She nodded. He stood in front of her. His back ached. “Where’s Rex?” he asked.



Tano startled a little, and her eyes refocused on him. She chewed her lower lip with the slightest points of her sharp teeth and then huffed. “He’s going through the security feeds, tying to see if he can find Anakin.”



Cody swallowed. He shifted his weight and heard his armor plates clacking quietly against each other. He turned around and faced the terminal again. He didn’t want to think about the stang that was on those recordings.



“Any luck?”



“None so far,” she said. “I…came out here to see how you all were getting along.”



Cody nodded. He went to the wall shelf on the right side of the terminal and slid open the transparisteel door covering the books. Obi-Wan had probably touched these, taken them down for his studies and held them open with one hand while he took notes with the other. Cody squinted at the titles across the spines.



“Do you want to keep these?” he asked. “Del might be able to fit a few in his bag.”



“I thought I did,” Tano said. “I thought…did you see Mistress Nu? I don’t know why, but I thought I’d find her here. I just…”



Cody turned to look at her.
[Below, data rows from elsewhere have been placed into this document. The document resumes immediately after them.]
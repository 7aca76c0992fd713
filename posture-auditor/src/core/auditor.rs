/*!
Coordinator that wires configuration, checks and outputs into one audit run
*/

use std::path::Path;
use std::sync::Arc;
use std::time::Duration;

use cloud_inventory::{ServiceClients, snapshot::Snapshot};
use tokio::time::Instant;
use tracing::{info, warn};

use crate::core::{
    cache::CacheStats,
    config::AuditorConfig,
    context::RunContext,
    engine::{AuditEngine, EngineSettings, RunReport},
    error::AuditError,
    output_plugins::{DispatchReport, OutputDispatcher, OutputRegistry},
    registry::{self, CheckRegistry, GroupSelection},
};

/// Main auditor that coordinates all components
pub struct Auditor<'r> {
    config: AuditorConfig,
    registry: &'r CheckRegistry,
    selection: GroupSelection,
    clients: Arc<ServiceClients>,
    dispatcher: OutputDispatcher,
}

impl Auditor<'static> {
    /// Auditor over the built-in checks and output providers
    pub async fn new(config: AuditorConfig) -> Result<Self, AuditError> {
        let registry = registry::global()?;
        Auditor::with_registries(config, registry, &OutputRegistry::with_builtin()).await
    }
}

impl<'r> Auditor<'r> {
    /// Validate everything that can be validated before a check runs: config
    /// values, group names, output providers and the inventory snapshot
    pub async fn with_registries(
        config: AuditorConfig,
        registry: &'r CheckRegistry,
        outputs: &OutputRegistry,
    ) -> Result<Self, AuditError> {
        info!("Initializing posture auditor...");
        config.validate()?;

        let selection = GroupSelection::from_names(config.run.groups.clone());
        registry.select(&selection)?;
        let dispatcher = outputs.resolve(&config.outputs.providers, &config.outputs)?;

        let snapshot = Snapshot::load(&config.inventory.snapshot_path).await?;
        let clients = Arc::new(ServiceClients::from_snapshot(snapshot));
        Ok(Self::from_parts(config, registry, selection, clients, dispatcher))
    }

    /// Assemble an auditor from already-built clients and outputs
    pub fn from_parts(
        config: AuditorConfig,
        registry: &'r CheckRegistry,
        selection: GroupSelection,
        clients: Arc<ServiceClients>,
        dispatcher: OutputDispatcher,
    ) -> Self {
        Self {
            config,
            registry,
            selection,
            clients,
            dispatcher,
        }
    }

    /// Run the selected checks once and deliver their findings.
    ///
    /// Check and output failures are reported in the summary, not as errors.
    pub async fn run(&mut self) -> Result<AuditSummary, AuditError> {
        let run = &self.config.run;
        info!(
            "Starting audit of account {} in {} ({})",
            run.account_id, run.region, run.partition
        );
        info!("Outputs: {:?}", self.dispatcher.names());

        let mut ctx = RunContext::new(
            run.account_id.as_str(),
            run.region.as_str(),
            run.partition.as_str(),
            Arc::clone(&self.clients),
        );
        if let Some(secs) = run.run_deadline_secs {
            ctx = ctx.with_deadline(Instant::now() + Duration::from_secs(secs));
        }

        let settings = EngineSettings {
            max_concurrent_checks: run.max_concurrent_checks,
            check_timeout: run.check_timeout_secs.map(Duration::from_secs),
        };
        let report = AuditEngine::new(self.registry, settings)
            .run(&self.selection, &ctx)
            .await?;

        let dispatch = self.dispatcher.dispatch(&report.findings).await;
        let summary = AuditSummary {
            report,
            dispatch,
            cache: ctx.cache.stats(),
        };

        if summary.has_failures() {
            warn!(
                "Audit finished with {} failed checks and {} failed outputs",
                summary.report.failed_checks().count(),
                summary.dispatch.failures.0.len()
            );
        } else {
            info!("Audit finished cleanly");
        }
        Ok(summary)
    }
}

/// Everything one run produced
#[derive(Debug)]
pub struct AuditSummary {
    pub report: RunReport,
    pub dispatch: DispatchReport,
    pub cache: CacheStats,
}

impl AuditSummary {
    /// Any check or output failed; drives the process exit code
    pub fn has_failures(&self) -> bool {
        self.report.has_failures() || !self.dispatch.is_success()
    }
}

/// Helper function to create an auditor from a config file, with
/// `POSTURE_AUDITOR_*` environment overrides applied
pub async fn create_auditor_from_config_file<P: AsRef<Path>>(
    config_path: P,
) -> Result<Auditor<'static>, AuditError> {
    let mut config = AuditorConfig::from_file(config_path).await?;
    config.merge_env();
    Auditor::new(config).await
}

#[cfg(test)]
mod tests {
    use super::*;
    use crate::core::error::ConfigError;

    fn config(snapshot: &Path) -> AuditorConfig {
        let mut config = AuditorConfig::default();
        config.run.account_id = "111122223333".into();
        config.run.region = "us-east-1".into();
        config.inventory.snapshot_path = snapshot.to_path_buf();
        config
    }

    #[tokio::test]
    async fn startup_rejects_unknown_groups() {
        let dir = tempfile::tempdir().unwrap();
        let snapshot = dir.path().join("inventory.json");
        std::fs::write(&snapshot, r#"{"services": {}}"#).unwrap();

        let mut config = config(&snapshot);
        config.run.groups = vec!["rds".into()];
        let err = Auditor::new(config).await.err().unwrap();
        assert!(err.is_startup());
        assert!(matches!(err, AuditError::Registry(_)));
    }

    #[tokio::test]
    async fn startup_rejects_missing_snapshot() {
        let err = Auditor::new(config(Path::new("/nonexistent/inventory.json")))
            .await
            .err()
            .unwrap();
        assert!(matches!(err, AuditError::Inventory(_)));
    }

    #[tokio::test]
    async fn startup_rejects_unconfigured_output() {
        let dir = tempfile::tempdir().unwrap();
        let snapshot = dir.path().join("inventory.json");
        std::fs::write(&snapshot, r#"{"services": {}}"#).unwrap();

        let mut config = config(&snapshot);
        config.outputs.providers = vec!["sechub".into()];
        let err = Auditor::new(config).await.err().unwrap();
        assert!(matches!(err, AuditError::Config(ConfigError::Missing(_))));
    }

    #[tokio::test]
    async fn empty_inventory_fails_checks_but_completes_the_run() {
        let dir = tempfile::tempdir().unwrap();
        let snapshot = dir.path().join("inventory.json");
        std::fs::write(&snapshot, r#"{"services": {}}"#).unwrap();

        let mut auditor = Auditor::new(config(&snapshot)).await.unwrap();
        let summary = auditor.run().await.unwrap();

        assert!(summary.report.findings.is_empty());
        assert!(summary.has_failures());
        assert_eq!(
            summary.report.outcomes.len(),
            registry::global().unwrap().len()
        );
    }
}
The terminal beeped again, and Commander Tano bent down to remove the datastick. She held out her right hand for the next and he tossed it to her.



“I didn’t see anyone I knew,” he said.



She nodded, staring down at the datasticks in her hand. She put one in her pocket and jammed the other into the dataport. “Get this done, and then blast the rest,” she said. “I don’t want anything left here for the Chancellor to use.”



“Yes sir,” Cody said. “I’m—”



She shook her head quickly, and he shut his mouth. She was right; apologies needed to wait. They switched places at the terminal. She patted him on the arm. “We move in ten minutes,” she said. “Vapor says there’s troop movement in the eastern corridors. They might be pulling out of the Engineering quarters.”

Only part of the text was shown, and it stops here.